Official Hypernet Protocol Non-Fungible Registries

The Hypernet Protocol instantiates several NFRs at protocol launch that are necessary for the secure functioning of payments, goverance, and identity functionality. All NFRs in this list are managed by the Hypernet Protocol DAO. That is, all roles are occupied by the Hypernet DAO contract.

The Hypernet Profile NFR is the primary registry of the Hypernet Protocol ecosystem. For an account to receive a NFI in any other NFR, that account must first create an NFI profile token in this registry. This is done by locking Hypertoken in the registry itself by approving the registry to pull registrationFee amound of Hypertoken from the transaction initiator's account and then calling the registryByToken function. The label that is claimed in this action becomes the unique username of the entity within the Hypernet Protocol ecosystem (this username can be traded with other users or burned to reclaim some of the Hypertoken that was staked in its creation).

This NFR tracks official payment processing gateway providers. An NFI must be claimed in this registry for a payment processor, implemented on top of the Hypernet Protocol, to function within the Hypernet Protocol network. The label of an NFI in this registry denotes the publicly accessible URL which hosts the payment processor's iframe for interacting with the payment processor. Then tokenURI consists of the follow json attributes:

  • address: address of the signing wallet used for code authenticity verification of the gateway provider's iframe

  • signature: the digital signature of the iframe code blob that is ingested by the Hypernet core package for payment processing

The owning wallet of a Gateways NFI can be different than that of the signing wallet denoted in the tokenURI.

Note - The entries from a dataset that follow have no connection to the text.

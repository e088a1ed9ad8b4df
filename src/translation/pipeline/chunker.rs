//! 文本分块
//!
//! 按段落边界把长文本切成不超过上限的分块，单个段落超长时按字符硬切。
//! 所有长度以 Unicode 字符计数，不会把多字节字符切开。

use crate::translation::config::constants::PARAGRAPH_SEPARATOR;
use crate::translation::error::{TranslationError, TranslationResult};

/// 把文本切分成有序分块
///
/// - 文本不超过上限时原样作为唯一分块返回
/// - 相邻段落贪心合并，合并后以 `"\n\n"` 连接，加上分隔符超过上限时另起一块
/// - 超长段落先结束当前分块，再按 `max_chars` 切片，最后一片可以更短
/// - 空文本返回空列表
///
/// `max_chars` 为 0 时返回配置错误。
pub fn split_text(text: &str, max_chars: usize) -> TranslationResult<Vec<String>> {
    if max_chars == 0 {
        return Err(TranslationError::ConfigError(
            "分块大小必须大于0".to_string(),
        ));
    }

    if text.is_empty() {
        return Ok(Vec::new());
    }

    if char_len(text) <= max_chars {
        return Ok(vec![text.to_string()]);
    }

    let separator_len = char_len(PARAGRAPH_SEPARATOR);
    let mut chunks = Vec::new();
    let mut current = String::new();
    let mut current_len = 0;

    for paragraph in text.split(PARAGRAPH_SEPARATOR) {
        let paragraph_len = char_len(paragraph);

        if paragraph_len > max_chars {
            if !current.is_empty() {
                chunks.push(std::mem::take(&mut current));
                current_len = 0;
            }
            chunks.extend(hard_split(paragraph, max_chars));
            continue;
        }

        if !current.is_empty() && current_len + separator_len + paragraph_len > max_chars {
            chunks.push(std::mem::take(&mut current));
            current_len = 0;
        }

        if !current.is_empty() {
            current.push_str(PARAGRAPH_SEPARATOR);
            current_len += separator_len;
        }
        current.push_str(paragraph);
        current_len += paragraph_len;
    }

    if !current.is_empty() {
        chunks.push(current);
    }

    Ok(chunks)
}

fn char_len(text: &str) -> usize {
    text.chars().count()
}

/// 按字符数切片
fn hard_split(text: &str, max_chars: usize) -> Vec<String> {
    let chars: Vec<char> = text.chars().collect();
    chars
        .chunks(max_chars)
        .map(|slice| slice.iter().collect())
        .collect()
}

The Liquidity Providers registry provides a public list for discovering layer 2 liquidity providers and what Gateway providers they are officially doing business with. The label of each NFI contains the routing identifier for the underlying Vector payment channel protocol. The tokenURI has the following json structure:

  • supportedTokens: array token addresses and chain id's of EIP20 compatible tokens supported by the liquidity provider

  • allowedGateways: array of URLs denoting Gateways the liquidity provider is willing to process transfers for. These URLs are the same as the labels used in the Gateways registry.

Not all EIP20 compatible token contracts expose the necessary metadata fields for safe interaction with the Hypernet Payment protocol. For example, the Wrapped Bitcoin contract on the Ethereum mainnet does not expose the decimals field; token decimals must the included as an offchain configuration which can inadvertenly lead to transaction sizes that are off by orders of magnitude. The label field in this registry takes the form <chainid>:<token name>. The tokenURI is a json blob with the following structure:

  • name: Name to be displayed in Hypernet Protocol component library impelementations

  • symbol: Token symbol to be displayed in Hypernet Protocol component library impelementations

  • chainId: id of the network the token contract is deployed to

  • address: contract address where the token can be found given the chainid in the label

  • nativeToken: a special boolean field for indicating if the token is the native token of the chain denoted by the chainid

  • erc20: special boolean flag for indicating if all necessary functions are present for ERC20 compatibility (native tokens may or may not be ERC20 compliant)

  • decimals: the number of decimal places to be applied to transactions with this token

  • logoUrl: URL to pull logo asset for display purposes in Hypernet Protocal UI library components

All NFIs in this regsitry are owned by the Hypernet Protocol DAO.

Hypernet Protocol NFRs can modify their functionality by adding external contracts to the REGISTRAR_ROLE. This can be a potentially dangerous modification, so the Registry Modules registry lists official contracts that are safe to use for modifying the functionality of a NFR deployment. The label field is the human-readable name of the module contract and the tokenURI is the address of the module contract. All NFIs in this registry are owned by the Hypernet Protocol DAO.